Un village perché sur le rebord de la falaise de Bandiagara, d'où un sentier plonge vers la plaine en contrebas.
Nous sommes arrivés à Dourou en fin d’après-midi, quand la lumière faisait cette chose basse et oblique qui donne à chaque mur l’air d’être fait d’or plutôt que de terre. Notre guide nous avait dit, à Lia et moi, que c’était ici que commençaient la plupart des treks en pays Dogon, et debout au bord du plateau, j’ai compris pourquoi immédiatement. Le village s’arrête net à une falaise. Un instant on marche entre les greniers, et l’instant d’après on contemple 150 kilomètres de falaise de grès, la plaine s’étirant vers Bankass comme si quelqu’un avait déroulé un tapis de sable et de broussailles jusqu’à l’horizon.
Je me souviens m’être assis sur une roche plate près du bord, buvant l’eau tiède de ma gourde parce que rien ne reste froid ici, et n’avoir rien dit pendant un long moment. Lia était à côté de moi, à faire pareil. Notre guide, Amadou, nous a montré le sentier qui zigzague le long de la paroi rocheuse vers Téli et Nombori, les villages où nous devions marcher les deux jours suivants. Il paraissait impossiblement raide vu d’en haut, davantage une suggestion qu’un vrai chemin, mais il nous a expliqué que les Dogons et leurs ânes l’empruntent depuis des générations pour circuler entre le plateau et la plaine.

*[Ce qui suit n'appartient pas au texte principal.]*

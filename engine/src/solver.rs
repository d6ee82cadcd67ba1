// Copyright 2022-2023 VMware, Inc.
// SPDX-License-Identifier: BSD-2-Clause

//! The entry points: solving a problem once, or enumerating its solutions.

use relational::{bounds::Bounds, nnf::nnf, syntax::Formula};
use translator::sat::Interrupt;

use crate::{
    error::{ConfigError, SolveError},
    explorer::SolutionIterator,
    hol::{proc::Supply, to_proc, translation::HolTranslation, Proc},
    options::Options,
    solution::{Outcome, Proof, Solution, Statistics},
};

/// State shared by every translation of one solve.
pub(crate) struct Context<'a> {
    pub(crate) options: &'a Options,
    pub(crate) interrupt: Interrupt,
    pub(crate) stats: Statistics,
    pub(crate) supply: Supply,
}

impl<'a> Context<'a> {
    fn new(options: &'a Options) -> Self {
        Self {
            options,
            interrupt: options.call_interrupt(),
            stats: Statistics::default(),
            supply: Supply::new(),
        }
    }
}

/// Solves temporal relational problems by iterative deepening over the
/// trace length.
#[derive(Debug, Clone, Default)]
pub struct TemporalSolver {
    options: Options,
}

impl TemporalSolver {
    #[allow(missing_docs)]
    pub fn new(options: Options) -> Self {
        Self { options }
    }

    #[allow(missing_docs)]
    pub fn options(&self) -> &Options {
        &self.options
    }

    /// Find a trace satisfying `formula` within `bounds`, trying every
    /// trace length from the minimum to the maximum in turn. Static
    /// problems are solved once, with a trace of one state.
    pub fn solve(&self, formula: &Formula, bounds: &Bounds) -> Result<Solution, SolveError> {
        self.options.validate()?;
        let formula = Formula::and([formula.clone(), bounds.resolve()]);
        let mut ctx = Context::new(&self.options);
        let proc = if formula.is_higher_order() {
            log::info!("resolving higher-order quantifiers");
            to_proc(&nnf(&formula, false), bounds, &mut ctx.supply)?
        } else {
            Proc::Fol {
                formula,
                bounds: bounds.clone(),
            }
        };
        let mut node = HolTranslation::new(
            proc,
            None,
            self.options.min_trace_length,
            self.options.max_trace_length,
            0,
            &mut ctx,
        )?;
        let outcome = if node.solve(&mut ctx)? {
            let instance = node.instance()?;
            log::info!("sat with a trace of {} states", instance.prefix_length());
            Outcome::Sat { instance }
        } else {
            let trace_length = node.length();
            log::info!("unsat up to trace length {trace_length}");
            Outcome::Unsat {
                trace_length,
                proof: node.core().map(|core| Proof { core }),
            }
        };
        Ok(Solution {
            outcome,
            statistics: ctx.stats,
        })
    }

    /// Enumerate the solutions of a first-order problem. Fails before any
    /// translation if the SAT backend is not incremental or the problem is
    /// higher-order.
    pub fn solve_all(
        &self,
        formula: &Formula,
        bounds: &Bounds,
    ) -> Result<SolutionIterator, SolveError> {
        self.options.validate()?;
        if !self.options.solver.incremental() {
            return Err(ConfigError::NotIncremental.into());
        }
        let formula = Formula::and([formula.clone(), bounds.resolve()]);
        if formula.is_higher_order() {
            return Err(ConfigError::HigherOrderEnumeration.into());
        }
        Ok(SolutionIterator::new(
            formula,
            bounds.clone(),
            self.options.clone(),
        ))
    }
}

Ce qui m’a le plus frappé à Dourou, c’est la façon dont les maisons semblaient jaillir de la roche plutôt que simplement s’y poser. Murs en banco, toits coniques de chaume sur les greniers, tout est bas et compact, construit pour résister aussi bien au soleil qu’au vent qui balaie le plateau. Lia n’arrêtait pas de s’arrêter pour photographier les portes des greniers, gravées de petits motifs géométriques qui, selon notre guide, marquent les lignées familiales. Ce soir-là, j’ai dîné d’un couscous de mil accompagné d’une sauce à l’arachide qu’une famille avait préparée pour nous, assis sur leur terrasse à regarder le ciel jouer son coucher de soleil au-dessus de la falaise.

Avant d’entamer la descente du sentier de falaise le lendemain matin, je suis retourné une dernière fois sur ce même rocher, au bord du vide. Il y a quelque chose à Dourou qui ressemble moins à une destination qu’à un seuil — le dernier sol solide avant de basculer dans un paysage entièrement différent. Lia a dit qu’elle avait l’impression d’être au bord du monde, et honnêtement, je n’ai pas trouvé de meilleure façon de le formuler non plus.
Quand y aller : Privilégiez la saison sèche, de novembre à février, lorsque les sentiers de trek sont stables et que les vues sur la falaise restent nettes plutôt que voilées par la chaleur.